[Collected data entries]
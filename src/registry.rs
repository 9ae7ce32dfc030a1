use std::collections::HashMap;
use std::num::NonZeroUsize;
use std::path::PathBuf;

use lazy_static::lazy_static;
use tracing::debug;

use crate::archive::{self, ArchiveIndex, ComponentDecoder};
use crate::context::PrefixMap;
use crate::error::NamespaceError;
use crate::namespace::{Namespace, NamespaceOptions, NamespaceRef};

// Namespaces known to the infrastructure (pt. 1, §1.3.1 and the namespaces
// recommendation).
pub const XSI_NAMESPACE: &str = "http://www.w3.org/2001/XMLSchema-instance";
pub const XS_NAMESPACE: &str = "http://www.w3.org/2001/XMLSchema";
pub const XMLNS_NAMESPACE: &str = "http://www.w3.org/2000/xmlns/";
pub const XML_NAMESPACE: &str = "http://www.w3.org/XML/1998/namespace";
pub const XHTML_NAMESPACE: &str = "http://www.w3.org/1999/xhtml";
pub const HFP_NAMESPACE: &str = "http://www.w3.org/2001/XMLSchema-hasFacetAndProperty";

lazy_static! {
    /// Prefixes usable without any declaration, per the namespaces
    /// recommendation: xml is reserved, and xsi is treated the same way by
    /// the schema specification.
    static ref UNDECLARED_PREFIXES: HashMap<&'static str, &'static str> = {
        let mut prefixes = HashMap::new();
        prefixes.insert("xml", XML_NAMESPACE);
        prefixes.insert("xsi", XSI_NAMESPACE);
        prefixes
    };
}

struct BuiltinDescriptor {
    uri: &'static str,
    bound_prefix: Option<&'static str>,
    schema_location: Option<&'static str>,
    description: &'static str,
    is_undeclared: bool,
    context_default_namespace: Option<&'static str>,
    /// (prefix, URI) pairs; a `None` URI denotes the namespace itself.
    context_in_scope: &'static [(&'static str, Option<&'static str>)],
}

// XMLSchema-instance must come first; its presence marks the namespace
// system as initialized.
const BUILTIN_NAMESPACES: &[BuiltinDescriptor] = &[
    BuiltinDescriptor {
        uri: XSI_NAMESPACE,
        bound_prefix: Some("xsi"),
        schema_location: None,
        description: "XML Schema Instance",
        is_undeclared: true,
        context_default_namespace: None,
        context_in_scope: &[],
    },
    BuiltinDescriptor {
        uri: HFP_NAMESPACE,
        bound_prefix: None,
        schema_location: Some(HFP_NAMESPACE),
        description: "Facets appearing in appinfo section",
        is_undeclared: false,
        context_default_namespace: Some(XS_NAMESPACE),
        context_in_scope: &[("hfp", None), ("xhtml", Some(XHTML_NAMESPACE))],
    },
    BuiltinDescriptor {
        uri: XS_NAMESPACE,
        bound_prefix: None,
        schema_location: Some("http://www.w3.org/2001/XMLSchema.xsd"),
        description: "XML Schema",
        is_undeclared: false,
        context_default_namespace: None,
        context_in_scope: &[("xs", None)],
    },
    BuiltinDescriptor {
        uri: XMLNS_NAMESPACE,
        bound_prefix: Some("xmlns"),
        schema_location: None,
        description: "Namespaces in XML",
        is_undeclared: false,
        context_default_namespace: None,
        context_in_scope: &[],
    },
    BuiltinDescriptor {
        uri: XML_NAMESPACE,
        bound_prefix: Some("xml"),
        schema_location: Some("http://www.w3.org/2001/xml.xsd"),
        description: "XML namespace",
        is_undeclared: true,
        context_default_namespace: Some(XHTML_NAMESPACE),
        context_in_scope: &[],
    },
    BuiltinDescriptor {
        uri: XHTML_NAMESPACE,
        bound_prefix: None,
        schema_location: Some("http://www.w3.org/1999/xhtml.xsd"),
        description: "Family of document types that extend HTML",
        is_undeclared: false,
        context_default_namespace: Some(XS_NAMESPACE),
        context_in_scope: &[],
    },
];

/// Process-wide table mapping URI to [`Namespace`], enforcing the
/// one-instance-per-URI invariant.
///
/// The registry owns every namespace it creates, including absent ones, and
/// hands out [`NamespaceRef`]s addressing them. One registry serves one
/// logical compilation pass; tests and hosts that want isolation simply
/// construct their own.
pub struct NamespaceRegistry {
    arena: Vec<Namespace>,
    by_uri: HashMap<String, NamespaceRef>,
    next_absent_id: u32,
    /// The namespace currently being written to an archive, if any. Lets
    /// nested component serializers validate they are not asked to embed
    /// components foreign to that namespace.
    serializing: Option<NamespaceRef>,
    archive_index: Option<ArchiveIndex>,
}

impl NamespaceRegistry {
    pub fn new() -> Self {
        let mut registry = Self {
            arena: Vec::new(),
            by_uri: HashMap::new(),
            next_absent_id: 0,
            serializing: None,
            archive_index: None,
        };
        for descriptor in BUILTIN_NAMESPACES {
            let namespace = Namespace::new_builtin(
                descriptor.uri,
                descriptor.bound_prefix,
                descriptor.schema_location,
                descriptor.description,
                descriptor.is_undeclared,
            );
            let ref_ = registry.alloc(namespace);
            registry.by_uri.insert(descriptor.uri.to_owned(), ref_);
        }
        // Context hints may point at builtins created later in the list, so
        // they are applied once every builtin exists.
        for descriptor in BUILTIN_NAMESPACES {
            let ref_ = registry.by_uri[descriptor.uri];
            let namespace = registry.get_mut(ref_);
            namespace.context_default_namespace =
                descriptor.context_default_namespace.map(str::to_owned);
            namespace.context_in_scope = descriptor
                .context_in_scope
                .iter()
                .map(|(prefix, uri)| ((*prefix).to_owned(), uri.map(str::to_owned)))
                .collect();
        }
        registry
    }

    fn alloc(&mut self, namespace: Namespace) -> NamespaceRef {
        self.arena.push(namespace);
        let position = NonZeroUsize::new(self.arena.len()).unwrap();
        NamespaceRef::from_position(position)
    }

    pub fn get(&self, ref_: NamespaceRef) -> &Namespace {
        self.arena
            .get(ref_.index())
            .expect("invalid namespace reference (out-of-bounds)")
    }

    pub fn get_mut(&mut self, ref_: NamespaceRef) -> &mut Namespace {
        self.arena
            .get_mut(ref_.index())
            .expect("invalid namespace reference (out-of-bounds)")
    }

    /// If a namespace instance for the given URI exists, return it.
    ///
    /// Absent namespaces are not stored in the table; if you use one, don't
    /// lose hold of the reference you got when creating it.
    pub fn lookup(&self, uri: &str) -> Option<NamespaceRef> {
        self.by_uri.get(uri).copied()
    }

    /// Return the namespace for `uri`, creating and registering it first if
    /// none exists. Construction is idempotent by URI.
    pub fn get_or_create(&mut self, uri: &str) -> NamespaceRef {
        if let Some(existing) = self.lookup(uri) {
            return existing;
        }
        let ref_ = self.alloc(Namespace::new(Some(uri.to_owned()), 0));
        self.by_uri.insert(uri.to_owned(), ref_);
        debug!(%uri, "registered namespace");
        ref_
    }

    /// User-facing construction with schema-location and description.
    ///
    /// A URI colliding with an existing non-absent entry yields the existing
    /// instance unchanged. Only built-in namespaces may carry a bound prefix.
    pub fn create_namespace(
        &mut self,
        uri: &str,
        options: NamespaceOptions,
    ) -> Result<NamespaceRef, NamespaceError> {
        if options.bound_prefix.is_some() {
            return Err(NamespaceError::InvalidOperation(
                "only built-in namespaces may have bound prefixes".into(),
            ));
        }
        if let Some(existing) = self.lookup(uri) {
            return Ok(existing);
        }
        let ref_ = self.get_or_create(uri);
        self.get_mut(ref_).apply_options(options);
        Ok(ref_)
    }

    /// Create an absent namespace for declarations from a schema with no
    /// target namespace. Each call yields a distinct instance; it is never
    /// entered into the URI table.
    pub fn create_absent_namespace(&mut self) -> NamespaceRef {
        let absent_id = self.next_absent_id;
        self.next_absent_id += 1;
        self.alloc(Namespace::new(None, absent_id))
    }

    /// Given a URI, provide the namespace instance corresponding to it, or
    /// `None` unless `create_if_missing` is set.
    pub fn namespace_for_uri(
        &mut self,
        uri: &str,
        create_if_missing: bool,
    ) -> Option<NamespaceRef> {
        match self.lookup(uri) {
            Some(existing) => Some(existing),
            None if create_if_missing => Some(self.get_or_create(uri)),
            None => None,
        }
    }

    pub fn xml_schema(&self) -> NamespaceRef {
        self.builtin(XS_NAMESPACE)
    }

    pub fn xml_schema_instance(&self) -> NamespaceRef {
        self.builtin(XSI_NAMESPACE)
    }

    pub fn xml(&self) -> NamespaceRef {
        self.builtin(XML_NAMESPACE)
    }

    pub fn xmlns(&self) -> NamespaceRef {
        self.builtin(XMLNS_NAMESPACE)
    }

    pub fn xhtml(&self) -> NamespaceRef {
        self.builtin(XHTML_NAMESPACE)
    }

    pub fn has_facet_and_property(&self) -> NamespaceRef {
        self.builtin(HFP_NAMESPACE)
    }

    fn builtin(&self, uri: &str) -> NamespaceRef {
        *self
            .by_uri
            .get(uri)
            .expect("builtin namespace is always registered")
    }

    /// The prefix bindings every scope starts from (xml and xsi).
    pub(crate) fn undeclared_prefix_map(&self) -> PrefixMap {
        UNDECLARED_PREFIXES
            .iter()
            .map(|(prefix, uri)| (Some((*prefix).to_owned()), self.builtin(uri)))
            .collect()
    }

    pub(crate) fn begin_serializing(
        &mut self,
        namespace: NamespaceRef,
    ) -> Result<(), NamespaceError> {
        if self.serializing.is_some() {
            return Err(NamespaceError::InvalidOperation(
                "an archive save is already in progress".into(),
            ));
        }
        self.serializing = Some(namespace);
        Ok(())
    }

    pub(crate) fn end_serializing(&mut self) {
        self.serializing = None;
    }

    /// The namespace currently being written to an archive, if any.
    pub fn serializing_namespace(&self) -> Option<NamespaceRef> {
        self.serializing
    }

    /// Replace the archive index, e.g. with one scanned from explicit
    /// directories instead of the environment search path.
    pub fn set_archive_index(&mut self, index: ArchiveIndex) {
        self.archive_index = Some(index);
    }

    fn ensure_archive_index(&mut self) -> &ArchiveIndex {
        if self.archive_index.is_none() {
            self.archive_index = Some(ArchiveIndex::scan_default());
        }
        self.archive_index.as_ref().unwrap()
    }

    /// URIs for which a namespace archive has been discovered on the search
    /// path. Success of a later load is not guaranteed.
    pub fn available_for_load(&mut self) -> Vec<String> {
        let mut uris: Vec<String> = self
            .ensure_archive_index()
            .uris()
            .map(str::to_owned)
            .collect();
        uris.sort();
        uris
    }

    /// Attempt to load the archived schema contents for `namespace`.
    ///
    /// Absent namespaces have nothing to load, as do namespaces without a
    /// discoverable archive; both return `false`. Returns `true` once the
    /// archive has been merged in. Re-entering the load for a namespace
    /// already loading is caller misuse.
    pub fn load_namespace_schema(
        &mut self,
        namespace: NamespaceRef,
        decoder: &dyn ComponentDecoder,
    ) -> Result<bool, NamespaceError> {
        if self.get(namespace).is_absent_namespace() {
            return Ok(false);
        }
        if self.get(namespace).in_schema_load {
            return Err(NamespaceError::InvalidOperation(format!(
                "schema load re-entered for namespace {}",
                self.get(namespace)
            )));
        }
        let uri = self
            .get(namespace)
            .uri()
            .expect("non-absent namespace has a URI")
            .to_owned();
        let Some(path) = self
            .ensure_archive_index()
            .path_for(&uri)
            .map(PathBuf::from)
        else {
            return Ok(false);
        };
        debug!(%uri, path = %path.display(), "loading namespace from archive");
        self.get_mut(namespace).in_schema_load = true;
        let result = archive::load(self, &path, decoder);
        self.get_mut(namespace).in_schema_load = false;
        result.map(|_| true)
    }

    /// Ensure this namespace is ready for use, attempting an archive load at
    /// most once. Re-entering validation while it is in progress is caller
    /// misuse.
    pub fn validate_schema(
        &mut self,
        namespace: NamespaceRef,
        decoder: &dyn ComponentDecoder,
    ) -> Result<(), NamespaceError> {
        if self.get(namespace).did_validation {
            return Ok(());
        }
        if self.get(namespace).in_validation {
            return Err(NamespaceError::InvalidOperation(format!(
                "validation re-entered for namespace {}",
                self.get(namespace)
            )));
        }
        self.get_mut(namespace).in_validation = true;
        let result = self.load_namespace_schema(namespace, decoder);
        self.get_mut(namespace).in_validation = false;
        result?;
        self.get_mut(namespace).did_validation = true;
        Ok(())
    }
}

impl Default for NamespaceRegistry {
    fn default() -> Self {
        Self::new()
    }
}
...
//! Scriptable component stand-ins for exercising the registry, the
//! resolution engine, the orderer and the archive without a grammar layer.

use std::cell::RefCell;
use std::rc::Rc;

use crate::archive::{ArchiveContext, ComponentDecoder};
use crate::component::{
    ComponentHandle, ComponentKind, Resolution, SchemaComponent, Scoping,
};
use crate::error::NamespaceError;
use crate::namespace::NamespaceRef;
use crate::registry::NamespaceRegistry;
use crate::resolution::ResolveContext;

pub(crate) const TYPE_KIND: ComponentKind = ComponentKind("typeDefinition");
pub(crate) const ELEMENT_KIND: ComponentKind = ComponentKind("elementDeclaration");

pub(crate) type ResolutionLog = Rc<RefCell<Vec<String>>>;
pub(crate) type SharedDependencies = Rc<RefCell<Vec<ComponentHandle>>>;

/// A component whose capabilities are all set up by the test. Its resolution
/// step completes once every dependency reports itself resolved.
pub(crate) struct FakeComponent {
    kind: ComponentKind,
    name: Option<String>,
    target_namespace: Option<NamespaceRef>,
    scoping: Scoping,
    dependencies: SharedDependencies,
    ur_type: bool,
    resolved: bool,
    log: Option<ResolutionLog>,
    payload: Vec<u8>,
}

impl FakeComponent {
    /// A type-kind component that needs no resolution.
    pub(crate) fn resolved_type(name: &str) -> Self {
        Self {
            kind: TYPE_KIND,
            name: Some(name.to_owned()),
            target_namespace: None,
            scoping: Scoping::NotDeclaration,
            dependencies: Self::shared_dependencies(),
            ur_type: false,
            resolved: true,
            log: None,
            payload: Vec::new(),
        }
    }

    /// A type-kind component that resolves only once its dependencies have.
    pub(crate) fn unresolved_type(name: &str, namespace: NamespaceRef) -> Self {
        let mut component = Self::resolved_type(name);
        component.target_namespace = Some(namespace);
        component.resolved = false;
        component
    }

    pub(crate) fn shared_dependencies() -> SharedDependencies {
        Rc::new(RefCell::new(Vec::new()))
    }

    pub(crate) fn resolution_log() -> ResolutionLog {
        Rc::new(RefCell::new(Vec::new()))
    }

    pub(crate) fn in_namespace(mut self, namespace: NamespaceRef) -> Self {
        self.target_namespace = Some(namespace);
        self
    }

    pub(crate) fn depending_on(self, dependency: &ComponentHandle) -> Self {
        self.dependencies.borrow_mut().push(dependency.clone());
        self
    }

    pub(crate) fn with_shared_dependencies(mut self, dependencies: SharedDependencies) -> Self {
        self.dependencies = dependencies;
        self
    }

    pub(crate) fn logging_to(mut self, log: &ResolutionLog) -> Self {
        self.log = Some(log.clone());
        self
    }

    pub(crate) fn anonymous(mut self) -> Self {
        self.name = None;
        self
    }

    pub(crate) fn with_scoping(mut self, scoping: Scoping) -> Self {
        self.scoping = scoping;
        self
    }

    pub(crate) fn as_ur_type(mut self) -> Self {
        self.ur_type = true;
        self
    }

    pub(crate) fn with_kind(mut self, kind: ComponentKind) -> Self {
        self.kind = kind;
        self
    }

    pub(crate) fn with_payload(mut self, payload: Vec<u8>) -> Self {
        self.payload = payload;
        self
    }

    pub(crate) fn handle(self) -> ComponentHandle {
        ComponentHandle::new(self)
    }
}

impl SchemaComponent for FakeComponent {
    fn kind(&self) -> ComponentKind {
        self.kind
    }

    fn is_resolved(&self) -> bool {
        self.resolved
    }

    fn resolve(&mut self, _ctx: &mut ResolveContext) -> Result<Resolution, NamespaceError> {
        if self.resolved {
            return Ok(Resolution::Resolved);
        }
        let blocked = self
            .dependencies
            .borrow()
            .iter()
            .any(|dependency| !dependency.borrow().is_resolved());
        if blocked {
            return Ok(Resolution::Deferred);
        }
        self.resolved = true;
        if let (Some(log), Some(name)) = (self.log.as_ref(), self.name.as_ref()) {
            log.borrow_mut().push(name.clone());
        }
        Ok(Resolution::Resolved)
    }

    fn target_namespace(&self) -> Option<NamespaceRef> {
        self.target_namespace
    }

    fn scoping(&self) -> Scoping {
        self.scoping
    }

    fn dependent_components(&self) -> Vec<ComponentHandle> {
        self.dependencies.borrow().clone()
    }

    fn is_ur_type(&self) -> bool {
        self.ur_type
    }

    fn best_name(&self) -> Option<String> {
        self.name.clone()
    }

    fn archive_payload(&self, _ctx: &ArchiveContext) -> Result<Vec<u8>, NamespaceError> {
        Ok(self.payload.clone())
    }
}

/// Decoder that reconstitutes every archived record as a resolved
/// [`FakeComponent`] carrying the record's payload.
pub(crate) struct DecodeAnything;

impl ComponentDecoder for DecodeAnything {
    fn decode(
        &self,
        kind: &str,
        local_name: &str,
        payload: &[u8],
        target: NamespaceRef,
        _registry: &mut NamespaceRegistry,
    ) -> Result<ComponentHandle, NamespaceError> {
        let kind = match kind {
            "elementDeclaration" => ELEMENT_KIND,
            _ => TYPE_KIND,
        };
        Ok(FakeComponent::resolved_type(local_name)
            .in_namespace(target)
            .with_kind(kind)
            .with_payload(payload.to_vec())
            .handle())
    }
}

*WHAT NEEDS TO BE DONE:* Repeat, exactly as they stand above, the lines from the line with "pub(crate) fn shared_dependencies()" to the line with "self.ur_type = true;", both lines included.

*ANSWER SECTION:*
    pub(crate) fn shared_dependencies() -> SharedDependencies {
        Rc::new(RefCell::new(Vec::new()))
    }

    pub(crate) fn resolution_log() -> ResolutionLog {
        Rc::new(RefCell::new(Vec::new()))
    }

    pub(crate) fn in_namespace(mut self, namespace: NamespaceRef) -> Self {
        self.target_namespace = Some(namespace);
        self
    }

    pub(crate) fn depending_on(self, dependency: &ComponentHandle) -> Self {
        self.dependencies.borrow_mut().push(dependency.clone());
        self
    }

    pub(crate) fn with_shared_dependencies(mut self, dependencies: SharedDependencies) -> Self {
        self.dependencies = dependencies;
        self
    }

    pub(crate) fn logging_to(mut self, log: &ResolutionLog) -> Self {
        self.log = Some(log.clone());
        self
    }

    pub(crate) fn anonymous(mut self) -> Self {
        self.name = None;
        self
    }

    pub(crate) fn with_scoping(mut self, scoping: Scoping) -> Self {
        self.scoping = scoping;
        self
    }

    pub(crate) fn as_ur_type(mut self) -> Self {
        self.ur_type = true;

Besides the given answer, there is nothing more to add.